Other tobacco products like e-cigarettes, hookah tobacco or cigars on the other hand, have no federal age restrictions. In some states, there is no rule preventing teenagers and even children from walking into a store, or going online, and purchasing them. What we know is that the absence of a federal restriction means that enforcement is uneven and, in some cases, nonexistent.

We cannot let the enormous progress we’ve made toward a tobacco-free generation be undermined by products that impact our health and our economy in this way.


In 2009, a bipartisan Congressional act entrusted FDA to regulate the manufacturing, distribution and marketing of tobacco products in order to protect public health.

With that authority, today we are taking significant steps to do just that.

We are protecting our nation’s children and teenagers and helping adults get the information they need to make informed decisions about tobacco and nicotine use. Under this rule, retailers will no longer be allowed to sell e-cigarettes, cigars, or other covered tobacco products to anyone under age 18 and all sales to those 26 and under will require a photo ID.

Moving forward, this rule will also allow FDA to take additional steps to protect youth.

That includes plans to issue a separate proposed rule to extend the existing flavor ban on cigarettes to cover cigars.

We also intend to issue future rules that require nicotine exposure warnings and child-resistant packaging for products with e-liquids.

In order to stay on the market, manufacturers of newly regulated products will be required to show just what is in these products and whether they are suitable for the marketplace.

That requirement includes both flavored and unflavored products, but excludes those on the market as of February 15, 2007.

And going forward, FDA will be able to review new tobacco products before they hit the shelves.


We know there will be critics of this decision.

There will be those who are unhappy about the steps we are taking to include premium cigars.

All cigars, however, pose serious negative health risks, including cancer, heart disease, and chronic pulmonary disease. They contain harmful and potentially harmful ingredients and nicotine, an addictive chemical.

The unregulated process by which cigars can reach consumers, especially our youth, undermines the 50 years of progress we have made in curbing the use of tobacco.

There may also be concerns about small businesses being impacted by this rule.

We understand the concerns small businesses will have, and that is why FDA is providing them with the extra time and assistance they need to comply.

And some will argue that oversight of e-cigarettes may hinder cessation efforts.

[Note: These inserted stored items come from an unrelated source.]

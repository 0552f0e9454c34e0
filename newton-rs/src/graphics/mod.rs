pub mod color;

use std::fs::create_dir_all;
use std::path::Path;

use image::RgbImage;
use log::{debug, info};

use crate::result::RenderResult;

fn make_directory_for_image(path: &Path) -> RenderResult<()> {
    match path.parent() {
        Some(dir) if !dir.as_os_str().is_empty() => {
            debug!("Creating output directory {}", dir.display());
            Ok(create_dir_all(dir)?)
        }
        _ => Ok(()),
    }
}

/// Writes the image, format picked from the file extension.
pub fn save_image(image: &RgbImage, path: &Path) -> RenderResult<()> {
    make_directory_for_image(path)?;
    image.save(path)?;
    info!(
        "🖼️ Wrote {}x{} image to {}",
        image.width(),
        image.height(),
        path.display()
    );
    Ok(())
}

#[cfg(test)]
mod tests {
    use super::*;
    use image::Rgb;

    #[test]
    fn saves_into_missing_directory() {
        let dir = std::env::temp_dir().join(format!("newton-rs-save-{}", std::process::id()));
        let path = dir.join("nested").join("out.png");

        let image = RgbImage::from_pixel(3, 2, Rgb([12, 34, 56]));
        save_image(&image, &path).unwrap();

        let loaded = image::open(&path).unwrap().to_rgb8();
        assert_eq!(loaded.dimensions(), (3, 2));
        assert_eq!(loaded.get_pixel(2, 1), &Rgb([12, 34, 56]));

        std::fs::remove_dir_all(&dir).unwrap();
    }

    #[test]
    fn unknown_extension_is_an_error() {
        let path = std::env::temp_dir().join("newton-rs-save.not-an-image");
        let image = RgbImage::new(1, 1);
        assert!(save_image(&image, &path).is_err());
    }
}
use std::io::Write;

use chrono::Local;
use colored::Colorize;
use env_logger::{Builder, Env};
use log::Level;

/// Installs the global logger. `RUST_LOG` filters as usual, `info` otherwise.
pub fn init() {
    let result = Builder::from_env(Env::default().default_filter_or("info"))
        .format(|buf, record| {
            let level = match record.level() {
                Level::Error => "ERROR".red().bold(),
                Level::Warn => "WARN ".yellow().bold(),
                Level::Info => "INFO ".green(),
                Level::Debug => "DEBUG".blue(),
                Level::Trace => "TRACE".dimmed(),
            };
            writeln!(
                buf,
                "{} {} {} {}",
                Local::now().format("%Y-%m-%d %H:%M:%S%.3f").to_string().dimmed(),
                level,
                record.target().cyan(),
                record.args()
            )
        })
        .try_init();

    if let Err(e) = result {
        eprintln!("Logger already initialized: {}", e);
    }
}
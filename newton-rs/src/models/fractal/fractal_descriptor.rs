use std::path::Path;

use complex_rs::complex::Complex;
use image::Rgb;
use log::debug;
use serde::{Deserialize, Serialize};

use crate::error::RenderError;
use crate::graphics::color::{Palette, CLASSIC_PALETTE};
use crate::models::polynomial::Polynomial;
use crate::models::roots::ROOT_EQUALITY_TOLERANCE;
use crate::result::RenderResult;

use super::newton_raphson::{NewtonRaphson, ITERATION_TOLERANCE, MAX_ITERATIONS};

/// Start points with an exactly zero part are nudged by this much.
pub const MIN_COORDINATE: f64 = 0.0001;

/// Everything that defines a Newton fractal apart from the viewport.
///
/// Loaded from JSON, every field may be left out and falls back to the
/// `x³ + 1` fractal.
#[derive(Debug, Clone, PartialEq, Serialize, Deserialize)]
#[serde(default)]
pub struct FractalDescriptor {
    pub polynomial: Polynomial,
    pub max_iterations: u32,
    pub iteration_tolerance: f64,
    pub root_equality_tolerance: f64,
    pub min_coordinate: f64,
    pub step_limit: Option<u32>,
    pub palette: Vec<[u8; 3]>,
}

impl Default for FractalDescriptor {
    fn default() -> Self {
        Self {
            polynomial: Polynomial::new(vec![
                Complex::ONE,
                Complex::ZERO,
                Complex::ZERO,
                Complex::ONE,
            ]),
            max_iterations: MAX_ITERATIONS,
            iteration_tolerance: ITERATION_TOLERANCE,
            root_equality_tolerance: ROOT_EQUALITY_TOLERANCE,
            min_coordinate: MIN_COORDINATE,
            step_limit: None,
            palette: CLASSIC_PALETTE.iter().map(|color| color.0).collect(),
        }
    }
}

impl FractalDescriptor {
    pub fn from_json(descriptor: &str) -> RenderResult<Self> {
        Ok(serde_json::from_str(descriptor)?)
    }

    pub fn to_json(&self) -> RenderResult<String> {
        Ok(serde_json::to_string_pretty(self)?)
    }

    pub fn from_file(path: &Path) -> RenderResult<Self> {
        debug!("Loading fractal descriptor from {}", path.display());
        let contents = std::fs::read_to_string(path)?;
        Self::from_json(&contents)
    }

    /// Fails on a tolerance that is not strictly positive: converged points
    /// keep taking zero-length steps that would never use up the budget.
    pub fn newton_raphson(&self) -> RenderResult<NewtonRaphson> {
        if self.iteration_tolerance.is_nan() || self.iteration_tolerance <= 0.0 {
            return Err(RenderError::InvalidTolerance(self.iteration_tolerance));
        }
        Ok(NewtonRaphson::new(self.polynomial.clone())
            .with_max_iterations(self.max_iterations)
            .with_tolerance(self.iteration_tolerance)
            .with_step_limit(self.step_limit))
    }

    pub fn palette(&self) -> RenderResult<Palette> {
        Palette::new(self.palette.iter().map(|&channels| Rgb(channels)).collect())
    }
}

We don’t have evidence that supports this, though we’re working to learn more. In the meantime, there are many other proven cessation tools available.

These regulations are common sense.

People who buy e-cigarettes and other tobacco products deserve to have the facts so they can make informed purchases. And, as a nation, we have agreed for many years that nicotine doesn’t belong in the hands of children.


Every death caused by tobacco is preventable.

Every mother lost, every brother, grandfather and friend who is no longer with us is a tragedy that didn’t have to be.

Progress has been made but the context has changed, so we need to act. We owe it to ourselves to do better.

We can do better, and breaking the cycle of addiction that starts so young for so many is an important step.

This is a public health effort we started more than 50 years ago. Now it’s time to take the next step forward.

And now, I’ll turn it over to Rob [Califf].